Despite any number of sick jokes you might see on TV or share with your friends
on email, the two concepts don’t quite fit together. When you fall into rapport
with one, the other tends to tug your sleeve.
Even
Billy Connolly’s famous Parkinson couch joke about the uxoricidal husband
needing somewhere to park his bike becomes sinister when you stop to consider
domestic violence. And yet, the whole country laughed.
Robin
Ince and Johnny Mains have a job on their hands, then, putting together Dead Funny, a horror story anthology
where mirth lingers like a somewhat unwelcome, but nonetheless compelling
dinner guest. So it’s a massive help that they’ve drawn on a talent pool of
some of the UK’s best-known comedians to write the stories, with contributions
from Al Murray, Charlie Higson, Stewart Lee, Richard Herring, Ince himself and
many others.
Horror
anthologies of any vintage are to me as anti-freeze is to your neighbour’s cat,
and I would have been a lock for this book in any regard. However, I was doubly
fascinated by the concept and some of the people involved, and eager to see
what fiction they would produce.
First
up is “Dog”, by Reece Shearsmith. Shearsmith is co-creator, writer and star of The League of Gentlemen and Psychoville, both of which helped
re-define the concept of black humour in the past couple of decades. Both those
shows had an undercurrent of pure nastiness and sinister intent among the
laughter, and that’s evident in this story. It’s a tale of revenge as a boy
seeks to kill the dog which he believes infected his young brother with
toxocariasis, a bug which lingers in dog faeces and can result in blindness, as
it does here. The two siblings decide to kill the dog that laid the
not-so-golden egg... Except, there are a few cases of mistaken identity along
the way.
So,
children killing dogs; you could say that’s a strong start. You’ll need a
robust palate for these flavours, and anyone with a beloved four-legged friend
may want to give “Dog” a miss. It calls to mind Irvine Welsh’s recollections of
the reaction to Marabou Stork Nightmares,
which features a scene where a dog is killed with fireworks. Welsh claims this
part gathered more hate mail and opprobrium from critics than the passage later
on in the book where a woman is repeatedly raped by a gang of football
hooligans. What that says about us as a society, I don’t quite know.
Sara
Pascoe’s “A Spider Remember” continues a fine tradition of arachnophobic horror
stories. The stand-up comedienne’s tale looks at a boyfriend infected by a
strange nervous condition in which he starts to hallucinate tiny spiders
running across his field of vision. Imagine if it wasn’t a hallucination,
though?
Mitch
Benn, a writer of comic songs (and also the author of a science fiction novel, Terra), takes us down a sadistic path
with “The Patient”. This story sees a doctor taking care of a special charge in
his basement – the drunk-driver who killed his wife and daughter. The doctor
undertakes a long-term study into how much pain he can cause his “patient”
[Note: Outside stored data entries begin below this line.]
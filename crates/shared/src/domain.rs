use std::{fmt, str::FromStr};

use chrono::{DateTime, Utc};
use serde::{Deserialize, Serialize};
use uuid::Uuid;

macro_rules! id_newtype {
    ($name:ident) => {
        #[derive(Debug, Clone, Copy, PartialEq, Eq, Hash, PartialOrd, Ord, Serialize, Deserialize)]
        #[serde(transparent)]
        pub struct $name(pub i64);

        impl fmt::Display for $name {
            fn fmt(&self, f: &mut fmt::Formatter<'_>) -> fmt::Result {
                write!(f, "{}", self.0)
            }
        }
    };
}

id_newtype!(UserId);
id_newtype!(ConversationId);
id_newtype!(MessageId);

/// Kind of device a session runs on. Sent as the `device-type` frame header.
#[derive(Debug, Clone, Copy, PartialEq, Eq, Hash, Default, Serialize, Deserialize)]
#[serde(rename_all = "SCREAMING_SNAKE_CASE")]
pub enum DeviceType {
    Mobile,
    Web,
    #[default]
    Desktop,
}

impl DeviceType {
    pub fn as_str(self) -> &'static str {
        match self {
            Self::Mobile => "MOBILE",
            Self::Web => "WEB",
            Self::Desktop => "DESKTOP",
        }
    }
}

impl fmt::Display for DeviceType {
    fn fmt(&self, f: &mut fmt::Formatter<'_>) -> fmt::Result {
        f.write_str(self.as_str())
    }
}

#[derive(Debug, Clone, PartialEq, Eq, thiserror::Error)]
#[error("unknown device type: {0}")]
pub struct UnknownDeviceType(pub String);

impl FromStr for DeviceType {
    type Err = UnknownDeviceType;

    fn from_str(s: &str) -> Result<Self, Self::Err> {
        match s.trim().to_ascii_uppercase().as_str() {
            "MOBILE" => Ok(Self::Mobile),
            "WEB" => Ok(Self::Web),
            "DESKTOP" => Ok(Self::Desktop),
            _ => Err(UnknownDeviceType(s.to_string())),
        }
    }
}

#[derive(Debug, Clone, Copy, PartialEq, Eq, Serialize, Deserialize)]
#[serde(rename_all = "snake_case")]
pub enum PendingStatus {
    Pending,
    Failed,
}

impl PendingStatus {
    pub fn as_str(self) -> &'static str {
        match self {
            Self::Pending => "pending",
            Self::Failed => "failed",
        }
    }

    pub fn parse(raw: &str) -> Option<Self> {
        match raw {
            "pending" => Some(Self::Pending),
            "failed" => Some(Self::Failed),
            _ => None,
        }
    }
}

/// An outbound message the server has not confirmed yet.
///
/// `id` is generated on this device and only used for local dedup and
/// display; the server assigns the real [`MessageId`] on acceptance.
#[derive(Debug, Clone, PartialEq, Eq, Serialize, Deserialize)]
pub struct PendingMessage {
    pub id: String,
    pub conversation_id: ConversationId,
    pub message_text: String,
    pub created_at: DateTime<Utc>,
    pub status: PendingStatus,
    #[serde(default, skip_serializing_if = "Option::is_none")]
    pub parent_message_id: Option<MessageId>,
}

impl PendingMessage {
    pub fn new(
        conversation_id: ConversationId,
        message_text: impl Into<String>,
        parent_message_id: Option<MessageId>,
    ) -> Self {
        Self {
            id: Uuid::new_v4().to_string(),
            conversation_id,
            message_text: message_text.into(),
            created_at: Utc::now(),
            status: PendingStatus::Pending,
            parent_message_id,
        }
    }
}
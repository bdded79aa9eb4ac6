//! Session-scoped WebSocket transport.
//!
//! One actor task owns the socket, the subscription registry, the heartbeat
//! monitor and the reconnect timer. Everything else talks to it through a
//! cloneable [`ConnectionHandle`] and observes it through a `watch` channel.
//! Heartbeat callbacks are tagged with the epoch of the socket they were
//! started for, so a late event from a previous socket is ignored. Reconnect
//! timers carry a generation instead, so a timer that fired just before it
//! was cancelled cannot start a second attempt.

use std::{borrow::Cow, time::Duration};

use chrono::{DateTime, Utc};
use futures::{SinkExt, StreamExt};
use serde::Serialize;
use shared::{
    domain::DeviceType,
    protocol::{CallSignal, TypingIndicator, UserActivity},
};
use tokio::{
    net::TcpStream,
    sync::{mpsc, oneshot, watch},
    task::JoinHandle,
};
use tokio_tungstenite::{
    connect_async,
    tungstenite::{
        client::IntoClientRequest,
        http::HeaderValue,
        protocol::{frame::coding::CloseCode, CloseFrame},
        Error as WsError, Message as WsMessage,
    },
    MaybeTlsStream, WebSocketStream,
};
use tracing::{debug, info, warn};

use crate::{
    auth::{ensure_token_fresh, Credentials},
    destinations,
    error::ConnectionError,
    event_bus::BusEvent,
    frame::{encode_send, encode_subscribe, Command, Frame},
    heartbeat::{HeartbeatConfig, HeartbeatMonitor, HeartbeatSink, Liveness},
    router::TopicRouter,
};

type WsStream = WebSocketStream<MaybeTlsStream<TcpStream>>;

const COMMAND_QUEUE_DEPTH: usize = 64;
const CONNECT_TIMEOUT: Duration = Duration::from_secs(10);
/// Close code the client uses when the server has gone silent.
pub const HEARTBEAT_TIMEOUT_CLOSE_CODE: u16 = 4000;
pub const HEARTBEAT_TIMEOUT_REASON: &str = "heartbeat timeout";

#[derive(Debug, Clone, Copy, PartialEq, Eq, Default)]
pub enum ConnectionStatus {
    #[default]
    Disconnected,
    Connecting,
    Connected,
    Error,
}

/// Read-only view of the connection state published after every change.
#[derive(Debug, Clone, PartialEq, Eq, Default)]
pub struct ConnectionSnapshot {
    pub status: ConnectionStatus,
    pub reconnect_attempts: u32,
    pub should_stop_retrying: bool,
    pub is_connecting: bool,
    pub is_cleaning_up: bool,
    pub is_intentional_close: bool,
    pub last_message_time: Option<DateTime<Utc>>,
    /// Counts sockets that reached `Connected`; changes on every reconnect.
    pub connected_epoch: u64,
}
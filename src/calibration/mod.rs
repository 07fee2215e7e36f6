//! Calibration sweeps over a ledstrip and a light sensor.

mod calibrator;

pub use calibrator::{
    CalibrationConfig, CalibrationError, Calibrator, ChannelFactors, Measurement,
    DEFAULT_INTERVAL_SECS, DEFAULT_STEPS,
};
//! Client for iotsa devices, which expose each module as a JSON resource
//! under `/api/<module>`.

use reqwest::Client;
use serde::de::DeserializeOwned;
use serde::Serialize;
use serde_json::{Map, Value};
use std::net::{IpAddr, SocketAddr};
use std::time::Duration;
use thiserror::Error;
use tokio::net::lookup_host;

/// Default HTTP port of iotsa devices.
pub const DEFAULT_PORT: u16 = 80;

/// Default request timeout in seconds.
pub const DEFAULT_TIMEOUT_SECS: u64 = 10;

/// iotsa client errors.
#[derive(Error, Debug)]
pub enum IotsaError {
    #[error("{host}: cannot resolve hostname: {reason}")]
    Resolve { host: String, reason: String },
    #[error("{host}: device not accessible: {reason}")]
    Unreachable { host: String, reason: String },
    #[error("HTTP request failed: {0}")]
    RequestFailed(#[from] reqwest::Error),
    #[error("HTTP status {0}: {1}")]
    Status(u16, String),
    #[error("Failed to parse response: {0}")]
    ParseError(String),
}

impl IotsaError {
    /// Whether the device could not be opened at all (DNS or connection).
    pub fn is_open_failure(&self) -> bool {
        matches!(self, IotsaError::Resolve { .. } | IotsaError::Unreachable { .. })
    }
}

/// Transport protocol used to reach the device.
#[derive(Debug, Clone, Copy, PartialEq, Eq, Default)]
pub enum Protocol {
    #[default]
    Http,
    Https,
}

impl Protocol {
    pub fn as_str(&self) -> &'static str {
        match self {
            Protocol::Http => "http",
            Protocol::Https => "https",
        }
    }
}

/// Connection settings for an iotsa device.
#[derive(Debug, Clone)]
pub struct IotsaConfig {
    pub protocol: Protocol,
    pub port: u16,
    /// Bearer token for devices that require authentication.
    pub bearer_token: Option<String>,
    /// Request timeout in seconds.
    pub timeout_secs: u64,
}

impl Default for IotsaConfig {
    fn default() -> Self {
        Self {
            protocol: Protocol::Http,
            port: DEFAULT_PORT,
            bearer_token: None,
            timeout_secs: DEFAULT_TIMEOUT_SECS,
        }
    }
}

impl IotsaConfig {
    pub fn with_protocol(mut self, protocol: Protocol) -> Self {
        self.protocol = protocol;
        self
    }

    pub fn with_port(mut self, port: u16) -> Self {
        self.port = port;
        self
    }

    pub fn with_bearer_token(mut self, token: impl Into<String>) -> Self {
        self.bearer_token = Some(token.into());
        self
    }

    pub fn with_timeout(mut self, timeout_secs: u64) -> Self {
        self.timeout_secs = timeout_secs;
        self
    }
}

/// A resolved, reachable iotsa device.
pub struct IotsaDevice {
    hostname: String,
    address: IpAddr,
    config: IotsaConfig,
    client: Client,
}

impl IotsaDevice {
    /// Resolve a hostname to an IP address, preferring IPv4.
    pub async fn resolve(hostname: &str, port: u16) -> Result<IpAddr, IotsaError> {
        if let Ok(address) = hostname.parse::<IpAddr>() {
            return Ok(address);
        }

        let addresses: Vec<SocketAddr> = lookup_host((hostname, port))
            .await
            .map_err(|e| IotsaError::Resolve {
                host: hostname.to_string(),
                reason: e.to_string(),
            })?
            .collect();

        addresses
            .iter()
            .find(|a| a.is_ipv4())
            .or_else(|| addresses.first())
            .map(|a| a.ip())
            .ok_or_else(|| IotsaError::Resolve {
                host: hostname.to_string(),
                reason: "no addresses found".to_string(),
            })
    }

    /// Resolve `hostname` and check that the device answers on `/api/config`.
    pub async fn connect(hostname: &str, config: IotsaConfig) -> Result<Self, IotsaError> {
        let address = Self::resolve(hostname, config.port).await?;
        tracing::debug!("{} resolved to {}", hostname, address);

        // Devices live on the local network, never behind a proxy
        let client = Client::builder()
            .timeout(Duration::from_secs(config.timeout_secs))
            .no_proxy()
            .build()?;

        let device = Self {
            hostname: hostname.to_string(),
            address,
            config,
            client,
        };

        device
            .get_all("config")
            .await
            .map_err(|e| IotsaError::Unreachable {
                host: hostname.to_string(),
                reason: e.to_string(),
            })?;

        Ok(device)
    }

    /// The hostname this device was opened with.
    pub fn hostname(&self) -> &str {
        &self.hostname
    }

    /// The resolved address.
    pub fn address(&self) -> IpAddr {
        self.address
    }

    /// REST endpoint for a module.
    pub fn url(&self, module: &str) -> String {
        format!(
            "{}://{}/api/{}",
            self.config.protocol.as_str(),
            SocketAddr::new(self.address, self.config.port),
            module
        )
    }

    fn authorize(&self, request: reqwest::RequestBuilder) -> reqwest::RequestBuilder {
        match &self.config.bearer_token {
            Some(token) => request.header("Authorization", format!("Bearer {}", token)),
            None => request,
        }
    }

    /// Fetch all properties of a module.
    pub async fn get_all(&self, module: &str) -> Result<Map<String, Value>, IotsaError> {
        match self.get::<Value>(module).await? {
            Value::Object(map) => Ok(map),
            other => Err(IotsaError::ParseError(format!(
                "expected a JSON object from /api/{}, got {}",
                module, other
            ))),
        }
    }

    /// Fetch a module and deserialize it into `T`.
    pub async fn get<T: DeserializeOwned>(&self, module: &str) -> Result<T, IotsaError> {
        let url = self.url(module);
        let response = self.authorize(self.client.get(&url)).send().await?;

        if !response.status().is_success() {
            let status = response.status().as_u16();
            let error_text = response.text().await.unwrap_or_default();
            return Err(IotsaError::Status(status, error_text));
        }

        let text = response.text().await?;
        tracing::debug!("GET {} -> {}", url, text);
        serde_json::from_str(&text).map_err(|e| IotsaError::ParseError(e.to_string()))
    }

    /// Set a single property of a module.
    pub async fn set(
        &self,
        module: &str,
        key: &str,
        value: impl Serialize,
    ) -> Result<(), IotsaError> {
        let value =
            serde_json::to_value(value).map_err(|e| IotsaError::ParseError(e.to_string()))?;
        let mut body = Map::new();
        body.insert(key.to_string(), value);
        self.set_many(module, &Value::Object(body)).await
    }

    /// Set several properties of a module in one request.
    pub async fn set_many(&self, module: &str, body: &Value) -> Result<(), IotsaError> {
        let url = self.url(module);
        tracing::debug!("PUT {} <- {}", url, body);

        let response = self
            .authorize(self.client.put(&url))
            .json(body)
            .send()
            .await?;

        if !response.status().is_success() {
            let status = response.status().as_u16();
            let error_text = response.text().await.unwrap_or_default();
            return Err(IotsaError::Status(status, error_text));
        }

        Ok(())
    }
}
//! Names of the BLE services and characteristics iotsa and lissabon devices expose.

use once_cell::sync::Lazy;
use std::collections::HashMap;
use uuid::Uuid;

pub const LISSABON_SERVICE: &str = "6b2f0001-38bc-4204-a506-1d3546ad3688";
pub const LISSABON_IS_ON: &str = "6b2f0002-38bc-4204-a506-1d3546ad3688";
pub const LISSABON_IDENTIFY: &str = "6b2f0003-38bc-4204-a506-1d3546ad3688";
pub const LISSABON_BRIGHTNESS: &str = "6b2f0004-38bc-4204-a506-1d3546ad3688";
pub const LISSABON_TEMPERATURE: &str = "6b2f0005-38bc-4204-a506-1d3546ad3688";

/// Mapping from UUID to a human-readable description.
pub static UUID_NAMES: Lazy<HashMap<Uuid, &'static str>> = Lazy::new(|| {
    let entries = [
        // iotsa RGB LED
        ("3b000001-1226-4a53-9d24-afa50c0163a3", "iotsa RGB LED service"),
        ("3b000002-1226-4a53-9d24-afa50c0163a3", "iotsa RGB LED value"),
        // iotsa battery extras
        ("e4d90002-250f-46e6-90a4-ab98f01a0587", "iotsa USB voltage level"),
        ("e4d90003-250f-46e6-90a4-ab98f01a0587", "iotsa soft reboot"),
        // Lissabon lighting
        (LISSABON_SERVICE, "iotsa/lissabon lighting service"),
        (LISSABON_IS_ON, "iotsa/lissabon light on"),
        (LISSABON_IDENTIFY, "iotsa/lissabon identify fixture"),
        (LISSABON_BRIGHTNESS, "iotsa/lissabon brightness"),
        (LISSABON_TEMPERATURE, "iotsa/lissabon temperature"),
        // Standard services the devices also expose
        ("00001800-0000-1000-8000-00805f9b34fb", "Generic Access"),
        ("00001801-0000-1000-8000-00805f9b34fb", "Generic Attribute"),
        ("0000180f-0000-1000-8000-00805f9b34fb", "Battery Service"),
        ("00002a00-0000-1000-8000-00805f9b34fb", "Device Name"),
        ("00002a19-0000-1000-8000-00805f9b34fb", "Battery Level"),
    ];

    let mut m = HashMap::new();
    for (uuid, name) in entries {
        if let Ok(uuid) = Uuid::parse_str(uuid) {
            m.insert(uuid, name);
        }
    }
    m
});

/// Description of a known UUID.
pub fn describe(uuid: &Uuid) -> Option<&'static str> {
    UUID_NAMES.get(uuid).copied()
}

/// The lissabon lighting service UUID.
pub fn lissabon_service() -> Uuid {
    Uuid::parse_str(LISSABON_SERVICE).unwrap_or_default()
}

#[cfg(test)]
mod tests {
    use super::*;

    #[test]
    fn test_all_entries_parse() {
        assert_eq!(UUID_NAMES.len(), 14);
    }

    #[test]
    fn test_describe() {
        let uuid = Uuid::parse_str("6B2F0004-38BC-4204-A506-1D3546AD3688").unwrap();
        assert_eq!(describe(&uuid), Some("iotsa/lissabon brightness"));
        assert_eq!(describe(&lissabon_service()), Some("iotsa/lissabon lighting service"));
        assert_eq!(describe(&Uuid::nil()), None);
    }
}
without killing him. It’s very, very good. Even a few pages in, I thought to
myself: “This one would have taken its place in the Pan Book of Horror Stories,
easily.”
“Pub
landlord” Al Murray, possibly the best-known name in the book, weighs in with
“For Everyone’s Good”. For an artist who made his name playing a brash, boorish
comic persona, Murray’s story is a composed, curiously sensitive piece. Its
most obvious influence being “The Yellow Wallpaper”, this tale sees a young
woman institutionalised by her family for being “feeble minded”, and details
the abuses dished out, all prescribed by experts of the time, to “hysterical”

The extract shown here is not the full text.